Classically, airborne pollen analysis is done by technicians who search, locate, recognize and count the
pollen grains encountered. This pollen analysis is a time-consuming process in which the technician
spends many hours at the light microscope collecting the pollen data on a paper sheet. Later, these data
have to be translated into a digital database for further processing and analysing them. Recently, the
application of computer science to pollen count facilitates the reading process by means of automatic
counters (Bennett 1990), instead of classical mechanical counters. With these systems the resulting data
of the human count are directly typed to a computer (Eisner and Sprague 1987). Recently, Massot et
al. (2000) used a voice recognition system to avoid the routine handling of the data. Nevertheless, the
contribution of a technician during the pollen searching, detection and recognition can not be avoided
until now. Other studies try to differentiate aerobiological spores by image analysis (Benyon et al.

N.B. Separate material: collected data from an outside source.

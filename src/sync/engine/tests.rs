#![cfg(test)]
use crate::sync::domain::{SectionKey, SectionSnapshot};
use crate::sync::engine::{EditOp, EngineConfig, ListSyncEngine, SyncCommand, SyncEvent};
use crate::sync::error::SyncError;
use crate::sync::types::fields::{contact, event, option, student};
use crate::sync::types::{Record, RecordKind};

// =========================================================================
// Helpers
// =========================================================================

fn student(id: &str, last: &str, first: &str) -> Record {
    Record::with_id(id, RecordKind::Students)
        .field_set(student::LAST_NAME, last)
        .field_set(student::FIRST_NAME, first)
}

fn contact(id: &str, name: &str, order: i64) -> Record {
    Record::with_id(id, RecordKind::Contacts)
        .field_set(contact::NAME, name)
        .field_set(contact::ORDER, order.to_string())
}

fn event(id: &str, name: &str, start: &str) -> Record {
    Record::with_id(id, RecordKind::Events)
        .field_set(event::EVENT_NAME, name)
        .field_set(event::START_DATE, start)
}

fn option(id: &str, major: &str, name: &str) -> Record {
    Record::with_id(id, RecordKind::DegreeOptions)
        .field_set(option::MAJOR_NAME, major)
        .field_set(option::OPTION_NAME, name)
}

fn loaded(kind: RecordKind, records: Vec<Record>) -> ListSyncEngine {
    let mut engine = ListSyncEngine::new(kind);
    engine
        .handle_event(SyncEvent::Loaded(records))
        .expect("initial load");
    engine
}

fn ids_in(engine: &ListSyncEngine, key: &SectionKey) -> Vec<String> {
    engine.store().section(key).map(|s| s.ids()).unwrap_or_default()
}

fn only_script(cmds: &[SyncCommand]) -> &crate::sync::engine::EditScript {
    cmds.iter()
        .find_map(|c| match c {
            SyncCommand::Apply(script) => Some(script),
            _ => None,
        })
        .expect("an Apply command")
}

// =========================================================================
// Tests
// =========================================================================

#[test]
fn initial_load_emits_rebuild() {
    let mut engine = ListSyncEngine::new(RecordKind::Students);
    let cmds = engine
        .handle_event(SyncEvent::Loaded(vec![
            student("1", "Smith", "John"),
            student("2", "Zane", "Amy"),
        ]))
        .unwrap();

    assert_eq!(
        cmds,
        vec![SyncCommand::Rebuild {
            kind: RecordKind::Students,
            sections: vec![
                SectionSnapshot {
                    key: SectionKey::Letter('s'),
                    ids: vec!["1".into()]
                },
                SectionSnapshot {
                    key: SectionKey::Letter('z'),
                    ids: vec!["2".into()]
                },
            ],
        }]
    );
    assert!(engine.is_loaded());
}

#[test]
fn contacts_reorder_on_order_change() {
    let contacts = SectionKey::text("contacts");
    let mut engine = loaded(
        RecordKind::Contacts,
        vec![contact("dora", "Dora", 2), contact("alas", "Alas", 1)],
    );
    assert_eq!(ids_in(&engine, &contacts), vec!["alas", "dora"]);

    let cmds = engine
        .handle_event(SyncEvent::Updated {
            record: contact("alas", "Alas", 3),
            previous_section: Some(contacts.clone()),
        })
        .unwrap();

    assert_eq!(ids_in(&engine, &contacts), vec!["dora", "alas"]);

    let script = only_script(&cmds);
    assert_eq!(script.structural_count(), 0, "no section churn");
    assert_eq!(
        script.ops,
        vec![
            EditOp::MoveRecord {
                id: "alas".into(),
                section: contacts,
                from: 0,
                to: 1
            },
            EditOp::ReloadRecord { id: "alas".into() },
        ]
    );
}

#[test]
fn unchanged_section_only_reloads() {
    let mut engine = loaded(
        RecordKind::Students,
        vec![student("1", "Smith", "John"), student("2", "Stone", "Bea")],
    );

    // email edit does not affect ordering
    let record = student("1", "Smith", "John").field_set(student::EMAIL, "js@example.edu");
    let cmds = engine
        .handle_event(SyncEvent::Updated {
            record,
            previous_section: Some(SectionKey::Letter('s')),
        })
        .unwrap();

    let script = only_script(&cmds);
    assert_eq!(script.reload_count(), 1);
    assert_eq!(script.structural_count(), 0);
    assert_eq!(script.ops, vec![EditOp::ReloadRecord { id: "1".into() }]);
    assert_eq!(
        engine.record("1").and_then(|r| r.field(student::EMAIL)),
        Some("js@example.edu")
    );
    assert!(cmds.contains(&SyncCommand::Reselect {
        kind: RecordKind::Students,
        id: "1".into()
    }));
}

#[test]
fn add_into_existing_section_keeps_neighbours() {
    let mut engine = loaded(
        RecordKind::Students,
        vec![student("john", "Smith", "John"), student("amy", "Zane", "Amy")],
    );

    let cmds = engine
        .handle_event(SyncEvent::Added(student("amanda", "Smith", "Amanda")))
        .unwrap();

    assert_eq!(ids_in(&engine, &SectionKey::Letter('s')), vec!["amanda", "john"]);
    assert_eq!(ids_in(&engine, &SectionKey::Letter('z')), vec!["amy"]);
    assert_eq!(
        only_script(&cmds).ops,
        vec![EditOp::InsertRecord {
            id: "amanda".into(),
            section: SectionKey::Letter('s'),
            index: 0
        }]
    );
}

#[test]
fn section_change_moves_record_and_prunes() {
    let mut engine = loaded(
        RecordKind::Students,
        vec![student("1", "Adams", "Lee"), student("2", "Zane", "Amy")],
    );

    // Lee marries and becomes "Miller"
    let cmds = engine
        .handle_event(SyncEvent::Updated {
            record: student("1", "Miller", "Lee"),
            previous_section: Some(SectionKey::Letter('a')),
        })
        .unwrap();

    assert_eq!(
        only_script(&cmds).ops,
        vec![
            EditOp::DeleteRecord {
                id: "1".into(),
                section: SectionKey::Letter('a')
            },
            EditOp::DeleteSection {
                section: SectionKey::Letter('a')
            },
            EditOp::InsertSectionBefore {
                section: SectionKey::Letter('m'),
                before: SectionKey::Letter('z')
            },
            EditOp::InsertRecord {
                id: "1".into(),
                section: SectionKey::Letter('m'),
                index: 0
            },
            EditOp::ReloadRecord { id: "1".into() },
        ]
    );
    assert_eq!(
        engine.store().section_keys(),
        vec![SectionKey::Letter('m'), SectionKey::Letter('z')]
    );
    assert_eq!(engine.section_of("1"), Some(&SectionKey::Letter('m')));
    assert!(engine.store().is_consistent());
}

#[test]
fn new_section_after_last() {
    let mut engine = loaded(RecordKind::Students, vec![student("1", "Adams", "Lee")]);

    let cmds = engine
        .handle_event(SyncEvent::Added(student("2", "Young", "Kim")))
        .unwrap();

    assert_eq!(
        only_script(&cmds).ops[0],
        EditOp::InsertSectionAfter {
            section: SectionKey::Letter('y'),
            after: SectionKey::Letter('a')
        }
    );
}

#[test]
fn first_record_appends_section() {
    let mut engine = loaded(RecordKind::Events, vec![]);

    let cmds = engine
        .handle_event(SyncEvent::Added(event("e1", "Orientation", "2023-08-20 09:00")))
        .unwrap();

    assert_eq!(
        only_script(&cmds).ops[0],
        EditOp::AppendSection {
            section: SectionKey::month(2023, 8)
        }
    );
}

#[test]
fn event_sections_are_chronological() {
    let engine = loaded(
        RecordKind::Events,
        vec![
            event("a", "Fair", "2023-01-10 10:00"),
            event("b", "Mixer", "2022-03-02 18:00"),
            event("c", "Talk", "2023-02-01 12:00"),
        ],
    );

    let labels: Vec<_> = engine
        .store()
        .section_keys()
        .iter()
        .map(SectionKey::label)
        .collect();
    assert_eq!(labels, vec!["March 2022", "January 2023", "February 2023"]);
}

#[test]
fn stale_hint_leaves_store_untouched() {
    let mut engine = loaded(
        RecordKind::Students,
        vec![student("1", "Adams", "Lee"), student("2", "Zane", "Amy")],
    );
    let before = engine.store().snapshot();

    let err = engine
        .handle_event(SyncEvent::Updated {
            record: student("1", "Miller", "Lee"),
            previous_section: Some(SectionKey::Letter('q')),
        })
        .unwrap_err();

    assert_eq!(
        err,
        SyncError::StaleSection {
            id: "1".into(),
            section: SectionKey::Letter('q')
        }
    );
    assert_eq!(engine.store().snapshot(), before);
    assert_eq!(
        engine.record("1").map(Record::display_text),
        Some("Adams, Lee".to_string())
    );
}

#[test]
fn fallback_scan_recovers_from_stale_hint() {
    let mut engine = ListSyncEngine::with_config(
        RecordKind::Students,
        EngineConfig {
            fallback_scan: true,
        },
    );
    engine
        .handle_event(SyncEvent::Loaded(vec![student("1", "Adams", "Lee")]))
        .unwrap();

    engine
        .handle_event(SyncEvent::Updated {
            record: student("1", "Miller", "Lee"),
            previous_section: Some(SectionKey::Letter('q')),
        })
        .unwrap();

    assert_eq!(engine.store().section_keys(), vec![SectionKey::Letter('m')]);
}

#[test]
fn delete_clears_detail_and_prunes() {
    let mut engine = loaded(
        RecordKind::Students,
        vec![student("1", "Adams", "Lee"), student("2", "Zane", "Amy")],
    );

    let cmds = engine
        .handle_event(SyncEvent::Deleted {
            id: "2".into(),
            section: None,
        })
        .unwrap();

    assert!(cmds.contains(&SyncCommand::ClearDetail {
        kind: RecordKind::Students,
        id: "2".into()
    }));
    assert_eq!(only_script(&cmds).ops.len(), 2);
    assert_eq!(engine.store().section_keys(), vec![SectionKey::Letter('a')]);
    assert!(engine.record("2").is_none());
}

#[test]
fn delete_unknown_record_is_reported() {
    let mut engine = loaded(RecordKind::Students, vec![student("1", "Adams", "Lee")]);

    let err = engine
        .handle_event(SyncEvent::Deleted {
            id: "nope".into(),
            section: None,
        })
        .unwrap_err();
    assert_eq!(err, SyncError::UnknownRecord { id: "nope".into() });
    assert_eq!(engine.store().len(), 1);
}

#[test]
fn duplicate_add_is_rejected() {
    let mut engine = loaded(RecordKind::Students, vec![student("1", "Adams", "Lee")]);

    let err = engine
        .handle_event(SyncEvent::Added(student("1", "Brown", "Sam")))
        .unwrap_err();
    assert_eq!(err, SyncError::DuplicateRecord { id: "1".into() });
    assert_eq!(engine.store().section_keys(), vec![SectionKey::Letter('a')]);
}

#[test]
fn malformed_records_are_tracked() {
    let mut engine = loaded(
        RecordKind::Contacts,
        vec![
            contact("a", "Alas", 1),
            Record::with_id("b", RecordKind::Contacts).field_set(contact::NAME, "Bo"),
        ],
    );
    let malformed: Vec<_> = engine.malformed_ids().cloned().collect();
    assert_eq!(malformed, vec!["b".to_string()]);

    // sentinel sort key keeps it after the valid contact
    assert_eq!(ids_in(&engine, &SectionKey::text("contacts")), vec!["a", "b"]);

    engine
        .handle_event(SyncEvent::Updated {
            record: contact("b", "Bo", 0),
            previous_section: None,
        })
        .unwrap();
    assert_eq!(engine.malformed_ids().count(), 0);
    assert_eq!(ids_in(&engine, &SectionKey::text("contacts")), vec!["b", "a"]);
}

#[test]
fn wrong_kind_is_rejected() {
    let mut engine = loaded(RecordKind::Contacts, vec![]);
    let err = engine
        .handle_event(SyncEvent::Added(student("1", "Adams", "Lee")))
        .unwrap_err();
    assert!(matches!(err, SyncError::KindMismatch { .. }));
}

#[test]
fn option_moves_to_another_major() {
    let cs = SectionKey::text("Computer Science");
    let math = SectionKey::text("Mathematics");
    let mut engine = loaded(
        RecordKind::DegreeOptions,
        vec![
            option("se", "Computer Science", "Software Engineering"),
            option("ai", "Computer Science", "Artificial Intelligence"),
            option("st", "Mathematics", "Statistics"),
            Record::with_id("un", RecordKind::DegreeOptions)
                .field_set(option::OPTION_NAME, "Undeclared Track"),
        ],
    );
    assert_eq!(
        engine.store().section_keys(),
        vec![cs.clone(), math.clone(), SectionKey::Error]
    );
    assert_eq!(ids_in(&engine, &cs), vec!["ai", "se"]);

    let cmds = engine
        .handle_event(SyncEvent::Updated {
            record: option("ai", "Mathematics", "Artificial Intelligence"),
            previous_section: Some(cs.clone()),
        })
        .unwrap();

    assert_eq!(
        only_script(&cmds).ops,
        vec![
            EditOp::DeleteRecord {
                id: "ai".into(),
                section: cs.clone()
            },
            EditOp::InsertRecord {
                id: "ai".into(),
                section: math.clone(),
                index: 0
            },
            EditOp::ReloadRecord { id: "ai".into() },
        ]
    );
    assert_eq!(ids_in(&engine, &cs), vec!["se"]);
    assert_eq!(ids_in(&engine, &math), vec!["ai", "st"]);
    assert_eq!(engine.malformed_ids().cloned().collect::<Vec<_>>(), vec!["un"]);
}
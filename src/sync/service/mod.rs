pub mod api;
pub mod file_client;
pub mod mock;

pub use api::{Completion, DataService, RequestId, ServiceReply};
pub use file_client::FileDataService;
pub use mock::MockDataService;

1999) or identify pollen texture by neural networks (Li and Flenley 1999). However, an automated
system able to detect and recognize pollen grains from a slide has not been described previously to our
knowledge.
In this paper, the current work for the development of a semi-automatic system for pollen recognition is
presented.
This system can be seen as two complementary modules: slide analysis and pollen
recognition. The novelty of this system is the use of 3D image processing and palynological
information for the identification of pollen grains. The idea of a 3D image processing is not new
(Erhardt et al. 1985) and it seems to be a good candidate instead of the classic statistical analysis in 2D.
2. Studied Pollen Types
Four pollen types have been selected for this study corresponding to the frequent and highly allergenic
pollen types in the Mediterranean area, i.e. Cupressaceae, Olea, Parietaria and Poaceae pollen types.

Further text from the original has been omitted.